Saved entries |

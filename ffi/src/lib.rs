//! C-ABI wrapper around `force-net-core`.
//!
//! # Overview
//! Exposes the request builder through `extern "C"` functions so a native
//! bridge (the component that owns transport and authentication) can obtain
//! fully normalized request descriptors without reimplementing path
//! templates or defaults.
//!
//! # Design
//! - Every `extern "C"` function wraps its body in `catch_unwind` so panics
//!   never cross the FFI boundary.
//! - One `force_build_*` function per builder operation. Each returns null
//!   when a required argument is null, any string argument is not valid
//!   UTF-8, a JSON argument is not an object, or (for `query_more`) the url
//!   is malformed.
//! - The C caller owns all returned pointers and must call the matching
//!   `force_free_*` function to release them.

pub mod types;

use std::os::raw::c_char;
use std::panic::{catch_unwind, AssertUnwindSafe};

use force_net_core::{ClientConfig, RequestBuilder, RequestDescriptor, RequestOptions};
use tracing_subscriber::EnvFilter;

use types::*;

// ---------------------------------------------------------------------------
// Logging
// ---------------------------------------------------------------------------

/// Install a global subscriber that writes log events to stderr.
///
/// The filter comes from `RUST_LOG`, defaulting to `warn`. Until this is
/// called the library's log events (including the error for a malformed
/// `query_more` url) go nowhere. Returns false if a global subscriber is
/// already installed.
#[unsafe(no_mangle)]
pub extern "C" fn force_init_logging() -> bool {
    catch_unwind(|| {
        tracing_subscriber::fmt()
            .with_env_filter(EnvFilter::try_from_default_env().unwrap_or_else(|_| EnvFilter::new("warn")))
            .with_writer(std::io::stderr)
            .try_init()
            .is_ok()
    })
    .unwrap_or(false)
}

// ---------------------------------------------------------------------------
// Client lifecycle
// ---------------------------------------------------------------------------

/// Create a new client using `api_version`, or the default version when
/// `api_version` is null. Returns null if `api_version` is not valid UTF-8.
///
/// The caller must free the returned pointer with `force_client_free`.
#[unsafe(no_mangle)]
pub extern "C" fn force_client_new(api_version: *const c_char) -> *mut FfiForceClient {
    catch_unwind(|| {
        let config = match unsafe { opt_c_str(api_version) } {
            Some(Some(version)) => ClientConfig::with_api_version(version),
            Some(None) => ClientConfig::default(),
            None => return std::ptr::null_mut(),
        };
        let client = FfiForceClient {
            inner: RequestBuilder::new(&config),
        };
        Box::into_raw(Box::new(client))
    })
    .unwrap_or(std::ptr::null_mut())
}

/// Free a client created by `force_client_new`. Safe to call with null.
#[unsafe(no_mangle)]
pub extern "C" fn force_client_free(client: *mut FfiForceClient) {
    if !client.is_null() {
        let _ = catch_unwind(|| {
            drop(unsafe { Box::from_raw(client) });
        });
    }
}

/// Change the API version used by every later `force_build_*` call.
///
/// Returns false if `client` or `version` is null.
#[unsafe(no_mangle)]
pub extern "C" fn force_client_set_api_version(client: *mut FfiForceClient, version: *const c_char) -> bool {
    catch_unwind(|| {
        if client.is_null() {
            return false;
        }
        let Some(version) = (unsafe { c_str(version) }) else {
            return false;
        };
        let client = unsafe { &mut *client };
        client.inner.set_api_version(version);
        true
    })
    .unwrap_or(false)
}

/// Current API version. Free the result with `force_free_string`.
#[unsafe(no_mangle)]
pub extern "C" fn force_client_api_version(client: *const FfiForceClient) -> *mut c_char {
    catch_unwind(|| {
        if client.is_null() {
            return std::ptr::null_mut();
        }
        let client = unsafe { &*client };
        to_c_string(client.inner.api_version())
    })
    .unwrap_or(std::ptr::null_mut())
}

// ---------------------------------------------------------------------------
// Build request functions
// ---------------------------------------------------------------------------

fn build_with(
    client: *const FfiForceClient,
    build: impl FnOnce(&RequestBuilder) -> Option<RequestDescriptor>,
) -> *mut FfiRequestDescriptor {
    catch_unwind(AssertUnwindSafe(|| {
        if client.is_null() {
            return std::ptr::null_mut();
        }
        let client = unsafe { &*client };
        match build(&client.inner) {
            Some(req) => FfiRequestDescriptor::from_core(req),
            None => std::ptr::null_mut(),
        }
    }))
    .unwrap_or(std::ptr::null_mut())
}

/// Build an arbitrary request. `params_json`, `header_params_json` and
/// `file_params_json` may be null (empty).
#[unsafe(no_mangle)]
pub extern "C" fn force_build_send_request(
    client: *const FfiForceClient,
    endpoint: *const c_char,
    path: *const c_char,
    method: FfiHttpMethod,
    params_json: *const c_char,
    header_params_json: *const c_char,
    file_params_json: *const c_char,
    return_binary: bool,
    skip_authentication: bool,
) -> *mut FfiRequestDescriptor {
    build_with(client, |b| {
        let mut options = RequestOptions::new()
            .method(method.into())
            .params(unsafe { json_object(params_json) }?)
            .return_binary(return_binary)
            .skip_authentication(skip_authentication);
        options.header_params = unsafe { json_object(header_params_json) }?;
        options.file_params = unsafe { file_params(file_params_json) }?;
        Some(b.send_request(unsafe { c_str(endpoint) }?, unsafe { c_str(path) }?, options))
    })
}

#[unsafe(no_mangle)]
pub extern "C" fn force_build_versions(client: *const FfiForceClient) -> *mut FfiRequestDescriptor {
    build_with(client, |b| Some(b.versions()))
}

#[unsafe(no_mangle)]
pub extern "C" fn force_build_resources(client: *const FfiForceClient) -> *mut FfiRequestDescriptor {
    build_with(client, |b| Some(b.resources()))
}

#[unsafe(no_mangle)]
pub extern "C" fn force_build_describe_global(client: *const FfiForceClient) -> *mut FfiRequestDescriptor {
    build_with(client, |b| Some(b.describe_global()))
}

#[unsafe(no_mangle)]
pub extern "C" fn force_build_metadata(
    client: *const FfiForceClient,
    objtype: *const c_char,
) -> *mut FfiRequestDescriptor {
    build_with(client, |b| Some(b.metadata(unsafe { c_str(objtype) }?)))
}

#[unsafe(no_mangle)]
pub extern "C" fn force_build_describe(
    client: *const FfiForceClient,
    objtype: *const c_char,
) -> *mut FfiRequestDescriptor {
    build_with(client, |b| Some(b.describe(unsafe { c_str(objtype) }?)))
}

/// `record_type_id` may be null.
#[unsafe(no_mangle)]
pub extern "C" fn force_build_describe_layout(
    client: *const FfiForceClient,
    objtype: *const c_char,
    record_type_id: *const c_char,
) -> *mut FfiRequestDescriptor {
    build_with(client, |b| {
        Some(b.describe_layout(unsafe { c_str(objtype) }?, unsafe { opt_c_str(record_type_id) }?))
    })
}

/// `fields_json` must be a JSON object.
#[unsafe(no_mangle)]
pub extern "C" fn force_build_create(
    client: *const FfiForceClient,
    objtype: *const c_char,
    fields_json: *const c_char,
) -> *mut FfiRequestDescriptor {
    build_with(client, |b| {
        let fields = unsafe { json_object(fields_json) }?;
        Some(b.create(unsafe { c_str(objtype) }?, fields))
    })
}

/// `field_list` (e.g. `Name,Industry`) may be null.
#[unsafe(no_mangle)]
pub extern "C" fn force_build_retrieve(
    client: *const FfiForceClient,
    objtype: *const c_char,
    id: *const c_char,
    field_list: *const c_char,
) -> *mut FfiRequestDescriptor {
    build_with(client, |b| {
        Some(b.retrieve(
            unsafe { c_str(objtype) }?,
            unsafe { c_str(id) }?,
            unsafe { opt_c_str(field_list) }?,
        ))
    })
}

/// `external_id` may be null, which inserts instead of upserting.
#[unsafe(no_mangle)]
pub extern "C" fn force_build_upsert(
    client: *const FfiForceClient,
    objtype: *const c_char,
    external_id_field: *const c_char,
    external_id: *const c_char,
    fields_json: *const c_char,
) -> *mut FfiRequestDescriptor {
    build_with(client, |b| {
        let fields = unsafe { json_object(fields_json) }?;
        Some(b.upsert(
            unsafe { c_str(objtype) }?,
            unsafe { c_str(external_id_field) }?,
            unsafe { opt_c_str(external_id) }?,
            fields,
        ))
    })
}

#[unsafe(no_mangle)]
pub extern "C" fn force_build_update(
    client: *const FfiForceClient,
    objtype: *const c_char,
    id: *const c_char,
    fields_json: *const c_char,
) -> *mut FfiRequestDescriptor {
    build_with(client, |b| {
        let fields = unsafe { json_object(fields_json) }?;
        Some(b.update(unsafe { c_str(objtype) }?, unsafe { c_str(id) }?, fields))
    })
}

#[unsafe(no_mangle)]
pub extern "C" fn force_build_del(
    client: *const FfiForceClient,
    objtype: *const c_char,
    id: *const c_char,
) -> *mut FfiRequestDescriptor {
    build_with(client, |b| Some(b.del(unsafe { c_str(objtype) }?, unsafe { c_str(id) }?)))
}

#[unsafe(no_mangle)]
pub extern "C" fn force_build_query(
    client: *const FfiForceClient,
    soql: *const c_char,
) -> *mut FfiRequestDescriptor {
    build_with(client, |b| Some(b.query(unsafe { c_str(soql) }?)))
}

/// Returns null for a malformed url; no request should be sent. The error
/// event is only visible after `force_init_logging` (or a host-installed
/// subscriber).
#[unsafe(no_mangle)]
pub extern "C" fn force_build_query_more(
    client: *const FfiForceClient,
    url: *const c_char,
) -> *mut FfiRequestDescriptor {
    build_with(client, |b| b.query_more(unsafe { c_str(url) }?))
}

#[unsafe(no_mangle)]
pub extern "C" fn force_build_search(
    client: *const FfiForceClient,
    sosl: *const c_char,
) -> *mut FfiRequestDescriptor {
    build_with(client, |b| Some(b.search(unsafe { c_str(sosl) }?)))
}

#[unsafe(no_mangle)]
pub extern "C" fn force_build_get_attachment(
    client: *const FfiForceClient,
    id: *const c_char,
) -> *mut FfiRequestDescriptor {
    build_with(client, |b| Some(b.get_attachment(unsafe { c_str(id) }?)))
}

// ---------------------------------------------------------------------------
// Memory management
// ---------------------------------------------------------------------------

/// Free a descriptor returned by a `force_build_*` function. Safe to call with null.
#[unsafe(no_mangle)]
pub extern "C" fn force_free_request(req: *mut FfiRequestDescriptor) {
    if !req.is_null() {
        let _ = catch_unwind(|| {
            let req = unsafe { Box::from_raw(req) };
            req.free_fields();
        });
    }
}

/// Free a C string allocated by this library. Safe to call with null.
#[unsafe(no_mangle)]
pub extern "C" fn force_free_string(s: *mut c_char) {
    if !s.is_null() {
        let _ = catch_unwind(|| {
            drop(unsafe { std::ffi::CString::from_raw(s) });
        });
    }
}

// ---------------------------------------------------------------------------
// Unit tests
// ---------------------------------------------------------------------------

Activity | Every line from the first entry to the line containing "the FFI boundary." should be transcribed exactly, and nothing beyond it.

Reply to the exercise |
filename ffi/src/lib.rs
//! C-ABI wrapper around `force-net-core`.
//!
//! # Overview
//! Exposes the request builder through `extern "C"` functions so a native
//! bridge (the component that owns transport and authentication) can obtain
//! fully normalized request descriptors without reimplementing path
//! templates or defaults.
//!
//! # Design
//! - Every `extern "C"` function wraps its body in `catch_unwind` so panics
//!   never cross the FFI boundary.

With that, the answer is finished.